To make matters worse, we wanted to try one of the tuk-tuk ride and was armed to the teeth on the location, maps, routes and is very certain how to get there. The tuk-tuk driver agrees to bring us there at an agreed price. He drove pass the obvious signboard and even pointed out it to be a fake and drove us to another location where he claims to be the authentic place. We ended walking backwards for 10 minutes (with the help of on-hand gps map) to the correct restaurant location.
The restaurant he had driven us to was a pathetic place and the actual site location is as shown in the picture below. The Seafood Market & Restaurant (though expensive) was a plesant place and good ambience and we all enjoy our meals there.
For those who paid more then THB20 for tuk-tuk rides, hope you will realise that the fares are way too high.
With tuk-tuks, the main problem is that they often take you to all kinds of shops where they get a percentage on the sales or coupons to buy fuel.
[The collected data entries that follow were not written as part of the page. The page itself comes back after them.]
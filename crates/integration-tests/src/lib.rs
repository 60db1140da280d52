//! Integration tests for `PharmaCart`.
//!
//! Each test spawns the storefront router on an ephemeral port, backed by a
//! storage file in its own temporary directory, and drives it over HTTP.
//!
//! # Running Tests
//!
//! ```bash
//! cargo test -p pharmacart-integration-tests
//! ```

use std::net::SocketAddr;
use std::path::{Path, PathBuf};
use std::sync::Arc;
use std::time::Duration;

use pharmacart_storefront::config::StorefrontConfig;
use pharmacart_storefront::services::{MockPaymentGateway, PaymentGateway};
use pharmacart_storefront::state::AppState;
use pharmacart_storefront::storage::FileStorage;
use reqwest::{Client, Response, redirect};
use tempfile::TempDir;

/// A running storefront and a client pointed at it.
pub struct TestContext {
    pub client: Client,
    pub base_url: String,
    pub storage_path: PathBuf,
    // Removed when the context drops.
    _dir: Option<TempDir>,
}

impl TestContext {
    /// Storefront with an approving, zero-delay gateway and fresh storage.
    pub async fn new() -> Self {
        Self::with_gateway(MockPaymentGateway::new(Duration::ZERO)).await
    }

    /// Storefront with the given gateway and fresh storage.
    pub async fn with_gateway(gateway: impl PaymentGateway + 'static) -> Self {
        let dir = TempDir::new().expect("Failed to create temp dir");
        let path = dir.path().join("pharmacart.json");
        Self::start(&path, Arc::new(gateway), Some(dir)).await
    }

    /// Storefront over an existing storage file, for restart scenarios.
    pub async fn at_path(path: &Path) -> Self {
        Self::start(path, Arc::new(MockPaymentGateway::new(Duration::ZERO)), None).await
    }

    #[allow(clippy::print_stderr)]
    async fn start(path: &Path, gateway: Arc<dyn PaymentGateway>, dir: Option<TempDir>) -> Self {
        let config = StorefrontConfig::from_lookup(|_| None).expect("Failed to build test config");

        let storage = FileStorage::open(path).expect("Failed to open storage");
        let state = AppState::with_gateway(&config, Arc::new(storage), gateway)
            .expect("Failed to build app state");
        let app = pharmacart_storefront::app(state);

        let listener = tokio::net::TcpListener::bind("127.0.0.1:0")
            .await
            .expect("Failed to bind test listener");
        let addr: SocketAddr = listener.local_addr().expect("No local address");
        tokio::spawn(async move {
            if let Err(e) = axum::serve(listener, app).await {
                eprintln!("test server stopped: {e}");
            }
        });

        let client = Client::builder()
            .redirect(redirect::Policy::none())
            .build()
            .expect("Failed to create HTTP client");

        Self {
            client,
            base_url: format!("http://{addr}"),
            storage_path: path.to_path_buf(),
            _dir: dir,
        }
    }

    /// Absolute URL for a path.
    #[must_use]
    pub fn url(&self, path: &str) -> String {
        format!("{}{path}", self.base_url)
    }

    /// GET a path.
    pub async fn get(&self, path: &str) -> Response {
        self.client
            .get(self.url(path))
            .send()
            .await
            .expect("GET request failed")
    }

    /// POST a urlencoded form to a path.
    pub async fn post(&self, path: &str, form: &[(&str, &str)]) -> Response {
        self.client
            .post(self.url(path))
            .form(form)
            .send()
            .await
            .expect("POST request failed")
    }

    /// GET a path and return the body text.
    pub async fn page(&self, path: &str) -> String {
        self.get(path).await.text().await.expect("Failed to read body")
    }

    /// Sign in with the demo account.
    pub async fn login_demo(&self) {
        let resp = self
            .post("/login", &[("email", "demo@example.com"), ("password", "password")])
            .await;
        assert_eq!(location(&resp), "/dashboard");
    }

    /// Add one unit of a catalog item to the cart.
    pub async fn add_to_cart(&self, product_id: i64) {
        let id = product_id.to_string();
        let resp = self.post("/cart/add", &[("product_id", id.as_str())]).await;
        assert!(resp.status().is_redirection());
    }
}

/// The `Location` header of a redirect response.
#[must_use]
pub fn location(resp: &Response) -> &str {
    resp.headers()
        .get(reqwest::header::LOCATION)
        .and_then(|v| v.to_str().ok())
        .unwrap_or_default()
}

/// Delivery fields accepted by the checkout form.
pub const DELIVERY: [(&str, &str); 5] = [
    ("first_name", "Asha"),
    ("last_name", "Rao"),
    ("email", "asha@example.com"),
    ("phone", "9876543210"),
    ("address", "12 MG Road, Bengaluru"),
];

/// Card fields accepted by the payment form.
pub const CARD: [(&str, &str); 3] = [
    ("card_number", "4111111111111111"),
    ("expiry", "12/29"),
    ("cvv", "123"),
];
Once one of them only charged us 10 THB to take us to 2 temples. Before and while driving, we very clearly pointed out to him several times that we weren't interested in any kind of shop. When we left the first temple ... we looked for him ... but he was gone !! He just took off and "assigned" someone else to take us to the next temple. We hadn't even paid him yet, as we were to go to another temple.
The other guy insisted to take us to the second temple for the 10 THB we agreed upon with the first one. But he would probably dropped us off at some kind of shop also. Therefore we walked a bit and stopped a taxi-meter to take us further to our next destination.
Since then we avoided to use tuk-tuks in Bangkok.
Tuk tuks are absolutely everywhere in Bangkok. They are cheap, efficient, if a little small and dirty; made out of a motorbike, seats and a roof welded together.
50 baht should be enough for most local trips.
No trip to Bangkok is complete without a spin in the classic Tuk Tuk.They are O.K. for short trips but for longer trips they can be fairly dangerous depending on your driver.Furthermore,It's no fun getting cought in a traffic jam in a Tuk Tuk as the combanation of heat and pollution on the roads can really get to you.They are a fun way to get around but you have to bargain for the fare and they can be a rip off for tourists.Especially the ones that hang around temples and hotels.
Half bike, half erm phonebox?
These loud, polluting things are the best way to get down back alleys and in and out of the heavy traffic. Cheaper than a cab and faster in rush hour.